Data records »
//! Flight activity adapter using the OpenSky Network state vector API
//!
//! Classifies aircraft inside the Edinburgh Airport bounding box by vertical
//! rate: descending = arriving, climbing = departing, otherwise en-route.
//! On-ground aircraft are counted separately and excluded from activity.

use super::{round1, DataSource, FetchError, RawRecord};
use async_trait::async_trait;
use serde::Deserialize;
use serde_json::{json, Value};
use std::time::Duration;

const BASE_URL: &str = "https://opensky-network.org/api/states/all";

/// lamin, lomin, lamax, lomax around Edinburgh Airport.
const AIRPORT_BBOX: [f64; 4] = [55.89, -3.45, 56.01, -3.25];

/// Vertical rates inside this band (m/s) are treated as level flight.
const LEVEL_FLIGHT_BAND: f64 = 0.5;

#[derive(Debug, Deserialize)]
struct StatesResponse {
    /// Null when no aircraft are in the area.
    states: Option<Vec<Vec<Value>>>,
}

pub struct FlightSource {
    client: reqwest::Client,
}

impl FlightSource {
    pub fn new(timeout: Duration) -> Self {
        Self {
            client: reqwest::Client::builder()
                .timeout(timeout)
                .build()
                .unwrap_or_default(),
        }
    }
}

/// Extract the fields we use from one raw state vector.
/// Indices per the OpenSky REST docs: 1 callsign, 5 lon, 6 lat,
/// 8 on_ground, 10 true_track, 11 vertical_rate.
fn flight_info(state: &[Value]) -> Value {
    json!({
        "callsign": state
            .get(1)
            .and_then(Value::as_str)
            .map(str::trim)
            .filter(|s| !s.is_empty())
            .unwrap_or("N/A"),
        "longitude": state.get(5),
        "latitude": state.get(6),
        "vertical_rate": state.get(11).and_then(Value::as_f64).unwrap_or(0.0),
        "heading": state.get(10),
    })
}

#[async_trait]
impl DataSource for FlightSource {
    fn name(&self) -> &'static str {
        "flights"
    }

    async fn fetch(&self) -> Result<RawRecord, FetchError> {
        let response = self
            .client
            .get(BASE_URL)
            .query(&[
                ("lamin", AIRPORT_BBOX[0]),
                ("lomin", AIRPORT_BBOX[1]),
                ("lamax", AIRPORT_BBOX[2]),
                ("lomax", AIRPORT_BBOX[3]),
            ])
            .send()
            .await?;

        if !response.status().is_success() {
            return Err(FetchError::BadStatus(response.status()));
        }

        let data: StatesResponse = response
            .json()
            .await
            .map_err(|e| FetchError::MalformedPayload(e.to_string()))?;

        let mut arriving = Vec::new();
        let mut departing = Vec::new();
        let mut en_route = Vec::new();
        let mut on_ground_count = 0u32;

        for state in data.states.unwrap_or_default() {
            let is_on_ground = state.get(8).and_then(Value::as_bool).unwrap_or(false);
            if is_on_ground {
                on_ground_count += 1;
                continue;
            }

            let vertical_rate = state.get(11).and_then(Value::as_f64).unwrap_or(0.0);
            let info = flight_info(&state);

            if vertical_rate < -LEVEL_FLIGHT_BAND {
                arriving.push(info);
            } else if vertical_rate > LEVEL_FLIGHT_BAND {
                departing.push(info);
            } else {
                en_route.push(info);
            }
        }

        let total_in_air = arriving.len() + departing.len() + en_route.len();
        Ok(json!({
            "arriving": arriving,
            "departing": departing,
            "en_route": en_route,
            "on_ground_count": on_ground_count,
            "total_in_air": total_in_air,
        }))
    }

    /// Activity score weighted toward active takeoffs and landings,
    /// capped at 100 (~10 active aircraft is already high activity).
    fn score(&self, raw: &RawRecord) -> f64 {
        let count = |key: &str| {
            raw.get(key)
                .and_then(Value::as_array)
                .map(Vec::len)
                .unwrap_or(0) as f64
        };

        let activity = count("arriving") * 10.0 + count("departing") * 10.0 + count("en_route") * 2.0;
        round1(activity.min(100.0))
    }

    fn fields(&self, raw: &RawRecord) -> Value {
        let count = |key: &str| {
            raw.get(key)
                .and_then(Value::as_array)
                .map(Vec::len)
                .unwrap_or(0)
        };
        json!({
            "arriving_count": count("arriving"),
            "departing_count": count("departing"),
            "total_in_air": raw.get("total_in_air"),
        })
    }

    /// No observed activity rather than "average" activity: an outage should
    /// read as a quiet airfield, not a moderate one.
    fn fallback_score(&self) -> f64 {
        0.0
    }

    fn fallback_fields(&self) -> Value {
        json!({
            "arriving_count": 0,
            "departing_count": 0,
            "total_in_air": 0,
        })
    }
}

Assignment » Across all the lines of the data, count those that include the word "timeout" and reply with that number only.

Worked solution » 2